- [Task to complete]:
Wherever the string "await" appears in the entries below, return the line that holds it.

▬▬▬

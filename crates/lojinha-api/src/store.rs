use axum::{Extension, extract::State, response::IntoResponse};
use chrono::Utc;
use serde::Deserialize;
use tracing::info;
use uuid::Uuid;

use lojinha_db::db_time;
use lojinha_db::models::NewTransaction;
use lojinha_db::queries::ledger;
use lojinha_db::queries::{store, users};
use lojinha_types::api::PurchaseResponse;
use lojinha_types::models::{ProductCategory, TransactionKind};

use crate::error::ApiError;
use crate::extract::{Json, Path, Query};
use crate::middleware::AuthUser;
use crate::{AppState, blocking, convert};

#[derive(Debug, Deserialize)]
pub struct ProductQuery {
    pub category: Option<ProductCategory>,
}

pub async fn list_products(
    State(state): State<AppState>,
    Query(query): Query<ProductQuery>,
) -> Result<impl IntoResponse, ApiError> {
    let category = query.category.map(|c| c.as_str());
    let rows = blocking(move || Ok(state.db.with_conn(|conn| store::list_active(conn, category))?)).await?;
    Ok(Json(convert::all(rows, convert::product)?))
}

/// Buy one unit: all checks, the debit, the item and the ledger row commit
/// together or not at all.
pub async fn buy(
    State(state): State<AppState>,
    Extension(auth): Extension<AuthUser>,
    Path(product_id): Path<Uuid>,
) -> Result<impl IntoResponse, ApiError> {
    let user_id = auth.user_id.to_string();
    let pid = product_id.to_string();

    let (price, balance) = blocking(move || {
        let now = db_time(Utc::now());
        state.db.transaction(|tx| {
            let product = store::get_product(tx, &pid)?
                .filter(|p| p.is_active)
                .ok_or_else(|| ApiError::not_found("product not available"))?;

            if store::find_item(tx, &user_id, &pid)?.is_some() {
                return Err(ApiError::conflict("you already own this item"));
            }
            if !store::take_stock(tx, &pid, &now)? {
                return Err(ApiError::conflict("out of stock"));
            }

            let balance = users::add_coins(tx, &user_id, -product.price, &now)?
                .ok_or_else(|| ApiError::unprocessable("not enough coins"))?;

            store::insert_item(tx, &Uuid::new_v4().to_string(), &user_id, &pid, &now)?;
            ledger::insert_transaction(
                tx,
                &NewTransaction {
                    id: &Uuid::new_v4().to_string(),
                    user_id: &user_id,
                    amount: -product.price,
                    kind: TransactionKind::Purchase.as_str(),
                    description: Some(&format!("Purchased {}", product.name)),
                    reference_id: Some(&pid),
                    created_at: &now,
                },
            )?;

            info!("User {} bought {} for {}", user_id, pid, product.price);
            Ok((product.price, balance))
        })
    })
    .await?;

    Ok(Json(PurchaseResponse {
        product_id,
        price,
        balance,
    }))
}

▬▬▬

- [Your solution]:
    let rows = blocking(move || Ok(state.db.with_conn(|conn| store::list_active(conn, category))?)).await?;
    .await?;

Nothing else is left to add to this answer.